Tour de France 2011
Spoked.
The Tour de France is a fabled race, and one that's rich with over 100 years of prestige; this year, it's 21 stages over the course of 3 weeks that take in the breadth of France's landscape, the picturesque flats of the Brittany and the punishing ascents of the Pyrenees all attacked under a hot July sun by a dedicated throng of some of the world's fittest athletes. The stamina and strength to see it through those three weeks makes it one of sport's greatest physical endeavours, and the dedication needed to see success cements its place as one of sport's great spectacles.
All of which is quite hard to translate to the plastic controller that’s in your hands while you're lying prostrate on the sofa on a summery Sunday afternoon, one eye looking wistfully out the window and thinking you'd be better off, you know, riding a bike yourself.

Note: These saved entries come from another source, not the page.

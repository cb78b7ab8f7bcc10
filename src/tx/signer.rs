//! Signing and raw encoding of finalized parameters

use super::params::{FeeMode, TransactionParameters};
use crate::error::{HarnessError, HarnessResult};

use ethers::signers::Signer;
use ethers::types::transaction::eip2718::TypedTransaction;
use ethers::types::{Bytes, Eip1559TransactionRequest, TransactionRequest, H256};
use ethers::utils::keccak256;

/// Signed, serialized transaction
#[derive(Debug, Clone, PartialEq, Eq)]
pub struct SignedTransaction {
    pub raw: Bytes,
    pub hash: H256,
}

impl SignedTransaction {
    /// 0x-prefixed hex of the raw encoding, as sent in `eth_sendRawTransaction`
    pub fn to_hex(&self) -> String {
        format!("0x{}", hex::encode(&self.raw))
    }
}

/// Typed transaction for the parameters' fee mode
pub fn build_transaction(params: &TransactionParameters) -> HarnessResult<TypedTransaction> {
    let typed = match params.fee_mode {
        FeeMode::Legacy => {
            let mut tx = TransactionRequest::new()
                .from(params.from())
                .nonce(params.nonce)
                .gas(params.gas_limit)
                .gas_price(params.gas_price)
                .value(params.value)
                .data(params.data.clone())
                .chain_id(params.chain_id);
            if let Some(to) = params.to {
                tx = tx.to(to);
            }
            TypedTransaction::Legacy(tx)
        }
        FeeMode::FeeMarket => {
            let (tip_cap, fee_cap) = match (params.max_priority_fee_per_gas, params.max_fee_per_gas)
            {
                (Some(tip), Some(cap)) => (tip, cap),
                _ => {
                    return Err(HarnessError::Signing(
                        "fee-market transaction needs both tip cap and fee cap".to_string(),
                    ))
                }
            };
            let mut tx = Eip1559TransactionRequest::new()
                .from(params.from())
                .nonce(params.nonce)
                .gas(params.gas_limit)
                .max_priority_fee_per_gas(tip_cap)
                .max_fee_per_gas(fee_cap)
                .value(params.value)
                .data(params.data.clone())
                .chain_id(params.chain_id);
            if let Some(to) = params.to {
                tx = tx.to(to);
            }
            TypedTransaction::Eip1559(tx)
        }
    };
    Ok(typed)
}

/// Sign `params` with its wallet and produce the raw encoding
pub async fn sign(params: &TransactionParameters) -> HarnessResult<SignedTransaction> {
    let tx = build_transaction(params)?;
    let signature = params
        .wallet()
        .sign_transaction(&tx)
        .await
        .map_err(|e| HarnessError::Signing(e.to_string()))?;

    let raw = tx.rlp_signed(&signature);
    let hash = H256::from(keccak256(&raw));
    Ok(SignedTransaction { raw, hash })
}
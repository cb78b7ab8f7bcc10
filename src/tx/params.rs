//! Mutable working state for one transaction scenario

use ethers::signers::{LocalWallet, Signer};
use ethers::types::{Address, Bytes, U256};
use std::fmt;

/// Fee model the signer will use
#[derive(Debug, Clone, Copy, PartialEq, Eq)]
pub enum FeeMode {
    /// Single gas price, EIP-155 signature
    Legacy,
    /// Tip cap + fee cap, EIP-1559 signature
    FeeMarket,
}

/// Transaction parameters owned by the pipeline for the duration of one scenario
#[derive(Clone)]
pub struct TransactionParameters {
    pub nonce: u64,
    pub to: Option<Address>,
    pub value: U256,
    pub data: Bytes,
    pub gas_limit: u64,
    /// Authoritative only in legacy mode
    pub gas_price: U256,
    /// Authoritative only in fee-market mode
    pub max_priority_fee_per_gas: Option<U256>,
    /// Authoritative only in fee-market mode
    pub max_fee_per_gas: Option<U256>,
    pub fee_mode: FeeMode,
    pub chain_id: u64,
    wallet: LocalWallet,
    from: Address,
}

impl TransactionParameters {
    /// Legacy-mode parameters for `wallet`; the resolver fills in live values
    pub fn new(wallet: LocalWallet, chain_id: u64) -> Self {
        let wallet = wallet.with_chain_id(chain_id);
        let from = wallet.address();
        Self {
            nonce: 0,
            to: None,
            value: U256::zero(),
            data: Bytes::default(),
            gas_limit: 0,
            gas_price: U256::zero(),
            max_priority_fee_per_gas: None,
            max_fee_per_gas: None,
            fee_mode: FeeMode::Legacy,
            chain_id,
            wallet,
            from,
        }
    }

    /// Replace the signing key; the sender address follows the key
    pub fn set_wallet(&mut self, wallet: LocalWallet) {
        self.wallet = wallet.with_chain_id(self.chain_id);
        self.from = self.wallet.address();
    }

    pub fn wallet(&self) -> &LocalWallet {
        &self.wallet
    }

    pub fn from(&self) -> Address {
        self.from
    }

    pub fn is_fee_market(&self) -> bool {
        self.fee_mode == FeeMode::FeeMarket
    }
}

impl fmt::Debug for TransactionParameters {
    // Keeps key material out of logs
    fn fmt(&self, f: &mut fmt::Formatter<'_>) -> fmt::Result {
        f.debug_struct("TransactionParameters")
            .field("nonce", &self.nonce)
            .field("from", &self.from)
            .field("to", &self.to)
            .field("value", &self.value)
            .field("data_len", &self.data.len())
            .field("gas_limit", &self.gas_limit)
            .field("gas_price", &self.gas_price)
            .field("max_priority_fee_per_gas", &self.max_priority_fee_per_gas)
            .field("max_fee_per_gas", &self.max_fee_per_gas)
            .field("fee_mode", &self.fee_mode)
            .field("chain_id", &self.chain_id)
            .finish()
    }
}
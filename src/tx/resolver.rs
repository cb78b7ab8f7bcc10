//! Default transaction parameters resolved from live chain state

use super::params::{FeeMode, TransactionParameters};
use crate::chain::ChainState;
use crate::config::FeeConfig;
use crate::error::{HarnessError, HarnessResult};

use ethers::signers::LocalWallet;
use ethers::types::{Address, Bytes, U256};
use tracing::{debug, warn};

const GWEI: u64 = 1_000_000_000;

/// Fee heuristics for freshly resolved parameters
#[derive(Debug, Clone)]
pub struct FeeHeuristics {
    /// Tip cap in wei
    pub tip_cap: U256,
    /// Added to the base fee to form the fee cap, in wei
    pub fee_cap_headroom: U256,
    /// Gas limit used when estimation fails
    pub fallback_gas_limit: u64,
}

impl FeeHeuristics {
    pub fn from_config(config: &FeeConfig) -> Self {
        Self {
            tip_cap: U256::from(config.tip_cap_gwei) * U256::from(GWEI),
            fee_cap_headroom: U256::from(config.fee_cap_headroom_gwei) * U256::from(GWEI),
            fallback_gas_limit: config.fallback_gas_limit,
        }
    }
}

impl Default for FeeHeuristics {
    fn default() -> Self {
        Self::from_config(&FeeConfig::default())
    }
}

/// Builds default parameters for a sender, recipient and payload
pub struct ParameterResolver {
    heuristics: FeeHeuristics,
}

impl ParameterResolver {
    pub fn new(heuristics: FeeHeuristics) -> Self {
        Self { heuristics }
    }

    /// Resolve nonce, gas limit, gas price and fee mode against the node
    ///
    /// Nonce and gas price failures are fatal for the run; a failed gas
    /// estimate falls back to the configured default and a missing base fee
    /// leaves the parameters in legacy mode.
    pub async fn resolve<C: ChainState + ?Sized>(
        &self,
        chain: &C,
        wallet: LocalWallet,
        chain_id: u64,
        to: Address,
        data: Bytes,
    ) -> HarnessResult<TransactionParameters> {
        let mut params = TransactionParameters::new(wallet, chain_id);
        let from = params.from();

        params.nonce = chain
            .pending_nonce(from)
            .await
            .map_err(|e| HarnessError::Nonce {
                address: format!("{:?}", from),
                message: e.to_string(),
            })?;

        params.gas_limit = match chain.estimate_gas(from, Some(to), data.clone()).await {
            Ok(gas) => gas,
            Err(e) => {
                warn!(
                    "Gas estimation failed, using fallback {}: {}",
                    self.heuristics.fallback_gas_limit, e
                );
                self.heuristics.fallback_gas_limit
            }
        };

        params.gas_price = chain
            .gas_price()
            .await
            .map_err(|e| HarnessError::GasPrice(e.to_string()))?;

        match chain.latest_base_fee().await {
            Ok(Some(base_fee)) => {
                params.fee_mode = FeeMode::FeeMarket;
                params.max_priority_fee_per_gas = Some(self.heuristics.tip_cap);
                params.max_fee_per_gas =
                    Some(base_fee.saturating_add(self.heuristics.fee_cap_headroom));
            }
            Ok(None) => debug!("Latest header has no base fee, using legacy pricing"),
            Err(e) => warn!("Header probe failed, using legacy pricing: {}", e),
        }

        params.to = Some(to);
        params.data = data;

        debug!(?params, "Resolved default transaction parameters");
        Ok(params)
    }
}

#[cfg(test)]
mod tests {
    use super::*;
    use crate::testing::{wallet, MockChain};

    fn gwei(n: u64) -> U256 {
        U256::from(n) * U256::from(GWEI)
    }

    #[tokio::test]
    async fn test_fee_market_detected_from_base_fee() {
        let mut chain = MockChain::new();
        chain.expect__pending_nonce().returning(|_| Ok(4));
        chain.expect__estimate_gas().returning(|_, _, _| Ok(43_000));
        chain.expect__gas_price().returning(|| Ok(U256::from(GWEI)));
        chain
            .expect__latest_base_fee()
            .returning(|| Ok(Some(U256::from(7u64))));

        let resolver = ParameterResolver::new(FeeHeuristics::default());
        let to = Address::repeat_byte(0x22);
        let params = resolver
            .resolve(&chain, wallet(), 1337, to, Bytes::from(vec![1, 2, 3]))
            .await
            .unwrap();

        assert_eq!(params.nonce, 4);
        assert_eq!(params.gas_limit, 43_000);
        assert_eq!(params.fee_mode, FeeMode::FeeMarket);
        assert_eq!(params.max_priority_fee_per_gas, Some(gwei(2)));
        assert_eq!(params.max_fee_per_gas, Some(gwei(10) + U256::from(7u64)));
        assert_eq!(params.to, Some(to));
        assert_eq!(params.value, U256::zero());
        assert_eq!(&params.data[..], &[1u8, 2, 3]);
    }

    #[tokio::test]
    async fn test_estimate_failure_falls_back() {
        let mut chain = MockChain::new();
        chain.expect__pending_nonce().returning(|_| Ok(0));
        chain.expect__estimate_gas().returning(|_, _, _| {
            Err(HarnessError::ChainQuery {
                method: "eth_estimateGas".into(),
                message: "execution reverted".into(),
            })
        });
        chain.expect__gas_price().returning(|| Ok(U256::one()));
        chain.expect__latest_base_fee().returning(|| Ok(None));

        let resolver = ParameterResolver::new(FeeHeuristics::default());
        let params = resolver
            .resolve(&chain, wallet(), 1, Address::zero(), Bytes::default())
            .await
            .unwrap();

        assert_eq!(params.gas_limit, 100_000);
        assert_eq!(params.fee_mode, FeeMode::Legacy);
        assert!(params.max_fee_per_gas.is_none());
        assert!(params.max_priority_fee_per_gas.is_none());
    }

    #[tokio::test]
    async fn test_nonce_failure_is_fatal() {
        let mut chain = MockChain::new();
        chain.expect__pending_nonce().returning(|_| {
            Err(HarnessError::Timeout {
                operation: "eth_getTransactionCount".into(),
            })
        });

        let resolver = ParameterResolver::new(FeeHeuristics::default());
        let err = resolver
            .resolve(&chain, wallet(), 1, Address::zero(), Bytes::default())
            .await
            .unwrap_err();
        assert!(matches!(err, HarnessError::Nonce { .. }));
        assert!(err.is_fatal());
    }

    #[tokio::test]
    async fn test_gas_price_failure_is_fatal() {
        let mut chain = MockChain::new();
        chain.expect__pending_nonce().returning(|_| Ok(1));
        chain.expect__estimate_gas().returning(|_, _, _| Ok(21_000));
        chain.expect__gas_price().returning(|| {
            Err(HarnessError::ChainQuery {
                method: "eth_gasPrice".into(),
                message: "unavailable".into(),
            })
        });

        let resolver = ParameterResolver::new(FeeHeuristics::default());
        let err = resolver
            .resolve(&chain, wallet(), 1, Address::zero(), Bytes::default())
            .await
            .unwrap_err();
        assert!(matches!(err, HarnessError::GasPrice(_)));
        assert!(err.is_fatal());
    }

    #[tokio::test]
    async fn test_header_probe_failure_keeps_legacy() {
        let mut chain = MockChain::new();
        chain.expect__pending_nonce().returning(|_| Ok(1));
        chain.expect__estimate_gas().returning(|_, _, _| Ok(21_000));
        chain.expect__gas_price().returning(|| Ok(U256::from(5u64)));
        chain.expect__latest_base_fee().returning(|| {
            Err(HarnessError::Timeout {
                operation: "eth_getBlockByNumber".into(),
            })
        });

        let resolver = ParameterResolver::new(FeeHeuristics::default());
        let params = resolver
            .resolve(&chain, wallet(), 1, Address::zero(), Bytes::default())
            .await
            .unwrap();
        assert_eq!(params.fee_mode, FeeMode::Legacy);
        assert_eq!(params.gas_price, U256::from(5u64));
    }
}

But that's a task that French developer Cyanide - lonely veterans of the scene with numerous PC cycle management games under its belt, as well as an ill-conceived Xbox Live Arcade outing a couple of years back - has made its trade. Setting themselves up for a fall, this lot, but there's one thing that's authentic: like the real thing, Tour de France 2011 is utterly impenetrable and has a certain French stubbornness about it.
The learning curve here is steeper than the Tour's highest climb, and it does little to ease in anyone unaccustomed to the sport's various eccentricities. Know how to manipulate a peloton, maintain an echelon or exploit a relay to its full potential? You'll likely be stoking search engines trying to find the meaning behind these new and unfamiliar terms as much as you're prodding buttons in mild confusion, as Cyanide certainly isn't forthcoming with any answers.
Instead, after a flicker-book tutorial that only really compounds the confusion, you're thrown into the 132-strong peloton with little in the way of introduction. Teams are chosen from the off to attack either the Tour in its entirety or a solo stage, and control is restricted to a single rider chosen just before the stage. It's up to you to pick which one's best for the task, be that a sprinter for some of the early, flat stages, a climber for those that spiral up into the clouds or a puncher for races that ask for those quick, energetic bursts.
Again it's something you'll have to figure out for yourself, with little to no guidance from the game. There's no due warning of what the next stage brings, nor an indication of what physical condition your riders are in and subsequently who's best placed to attack. It's archaic in its demands; to enjoy any success you'll need a pen and paper to hand, to be studious and to look outside of the game for guidance.
It's a game that assumes you'll be as intimate with the sport as the developer, though it's that very intimacy that's Tour de France's saving grace. There's an authenticity, and a passion, that shines through the laborious presentation and budget visuals. This year's leading teams are all present to a degree, modelling well-replicated jerseys but sporting a few aberrations here and there: Team Leopard Trek become Team Guepard Trik, and the brothers Schleck are now christened Schlick and Schlock, a pairing that's actually got a nice cadence of its own.